**Your task**
Retyping each entry exactly is the whole task.

**The input**
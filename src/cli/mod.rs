//! Command-line interface module.

mod args;
pub mod build;
pub mod list;

pub use args::{BuildArgs, Cli, Commands};
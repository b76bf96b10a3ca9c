//! Error taxonomy for descriptor resolution.
//!
//! Two layers: [`DocumentError`] covers a single resource (parse or
//! schema failure) and drives version fallback — it is logged and
//! swallowed for non-final candidates. [`LoadError`] is what a
//! descriptor-request caller sees; rule-application, constructor and
//! hierarchy failures are never swallowed.

use armature_model::{EvalError, KeyError, Signature, TypeName};
use thiserror::Error;

/// Failure to parse or validate one descriptor resource.
#[derive(Debug, Error)]
pub enum DocumentError {
	/// The resource is not well-formed KDL.
	#[error("KDL parse error in {path}: {source}")]
	Parse {
		/// Resource path of the offending document.
		path: String,
		/// The underlying KDL error.
		#[source]
		source: kdl::KdlError,
	},

	/// The document violates the descriptor schema.
	#[error("invalid descriptor document {path}: {message}")]
	Schema {
		/// Resource path of the offending document.
		path: String,
		/// What the validator rejected.
		message: String,
	},
}

impl DocumentError {
	/// Creates a schema violation for `path`.
	pub fn schema(path: impl Into<String>, message: impl Into<String>) -> Self {
		Self::Schema { path: path.into(), message: message.into() }
	}
}

/// Failure to resolve a descriptor, surfaced to the requesting caller.
#[derive(Debug, Error)]
pub enum LoadError {
	/// The introspector knows nothing about the requested type.
	#[error("unknown component type '{ty}'")]
	UnknownType {
		/// The unresolvable type.
		ty: TypeName,
	},

	/// The type's supertype chain loops back on itself.
	#[error("type hierarchy cycle while resolving '{ty}'")]
	HierarchyCycle {
		/// The type whose chain loops.
		ty: TypeName,
	},

	/// A rule's preconditions were violated while applying a document.
	#[error("descriptor rule failed for '{ty}': {detail}")]
	Rule {
		/// The type whose descriptor was being built.
		ty: TypeName,
		/// The offending signature/identifier and what was wrong with it.
		detail: String,
	},

	/// A document references a constructor the actual type does not have.
	#[error("'{ty}' has no constructor matching {signature}")]
	ConstructorMismatch {
		/// The type whose descriptor was being built.
		ty: TypeName,
		/// The missing constructor signature.
		signature: Signature,
	},

	/// The final resource candidate failed to parse or validate.
	#[error(transparent)]
	Document(#[from] DocumentError),

	/// An invalid descriptor key was constructed along the way.
	#[error(transparent)]
	Key(#[from] KeyError),
}

impl LoadError {
	/// Creates a rule-application error for `ty`.
	pub fn rule(ty: &TypeName, detail: impl Into<String>) -> Self {
		Self::Rule { ty: ty.clone(), detail: detail.into() }
	}
}

/// Result alias for resolution operations.
pub type Result<T> = std::result::Result<T, LoadError>;

/// Result alias for single-document operations.
pub type DocResult<T> = std::result::Result<T, DocumentError>;

// Re-exported so consumers handle evaluation failures without importing
// the model crate separately.
pub use armature_model::EvalError as EvaluationError;

/// Convenience alias for evaluation outcomes.
pub type EvalResult = std::result::Result<armature_model::Value, EvalError>;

**Exercise answer**
filename src/cli/mod.rs
//! Command-line interface module.

mod args;
pub mod build;
pub mod list;

pub use args::{BuildArgs, Cli, Commands};
repository b76bf96b10a3ca9c
//! Error taxonomy for descriptor resolution.
//!
//! Two layers: [`DocumentError`] covers a single resource (parse or
//! schema failure) and drives version fallback — it is logged and
//! swallowed for non-final candidates. [`LoadError`] is what a
//! descriptor-request caller sees; rule-application, constructor and
//! hierarchy failures are never swallowed.

use armature_model::{EvalError, KeyError, Signature, TypeName};
use thiserror::Error;

/// Failure to parse or validate one descriptor resource.
#[derive(Debug, Error)]
pub enum DocumentError {
	/// The resource is not well-formed KDL.
	#[error("KDL parse error in {path}: {source}")]
	Parse {
		/// Resource path of the offending document.
		path: String,
		/// The underlying KDL error.
		#[source]
		source: kdl::KdlError,
	},

	/// The document violates the descriptor schema.
	#[error("invalid descriptor document {path}: {message}")]
	Schema {
		/// Resource path of the offending document.
		path: String,
		/// What the validator rejected.
		message: String,
	},
}

impl DocumentError {
	/// Creates a schema violation for `path`.
	pub fn schema(path: impl Into<String>, message: impl Into<String>) -> Self {
		Self::Schema { path: path.into(), message: message.into() }
	}
}

/// Failure to resolve a descriptor, surfaced to the requesting caller.
#[derive(Debug, Error)]
pub enum LoadError {
	/// The introspector knows nothing about the requested type.
	#[error("unknown component type '{ty}'")]
	UnknownType {
		/// The unresolvable type.
		ty: TypeName,
	},

	/// The type's supertype chain loops back on itself.
	#[error("type hierarchy cycle while resolving '{ty}'")]
	HierarchyCycle {
		/// The type whose chain loops.
		ty: TypeName,
	},

	/// A rule's preconditions were violated while applying a document.
	#[error("descriptor rule failed for '{ty}': {detail}")]
	Rule {
		/// The type whose descriptor was being built.
		ty: TypeName,
		/// The offending signature/identifier and what was wrong with it.
		detail: String,
	},

	/// A document references a constructor the actual type does not have.
	#[error("'{ty}' has no constructor matching {signature}")]
	ConstructorMismatch {
		/// The type whose descriptor was being built.
		ty: TypeName,
		/// The missing constructor signature.
		signature: Signature,
	},

	/// The final resource candidate failed to parse or validate.
	#[error(transparent)]
	Document(#[from] DocumentError),

	/// An invalid descriptor key was constructed along the way.
	#[error(transparent)]
	Key(#[from] KeyError),
}

impl LoadError {
	/// Creates a rule-application error for `ty`.
	pub fn rule(ty: &TypeName, detail: impl Into<String>) -> Self {
		Self::Rule { ty: ty.clone(), detail: detail.into() }
	}
}

/// Result alias for resolution operations.
pub type Result<T> = std::result::Result<T, LoadError>;

/// Result alias for single-document operations.
pub type DocResult<T> = std::result::Result<T, DocumentError>;

// Re-exported so consumers handle evaluation failures without importing
// the model crate separately.
pub use armature_model::EvalError as EvaluationError;

/// Convenience alias for evaluation outcomes.
pub type EvalResult = std::result::Result<armature_model::Value, EvalError>;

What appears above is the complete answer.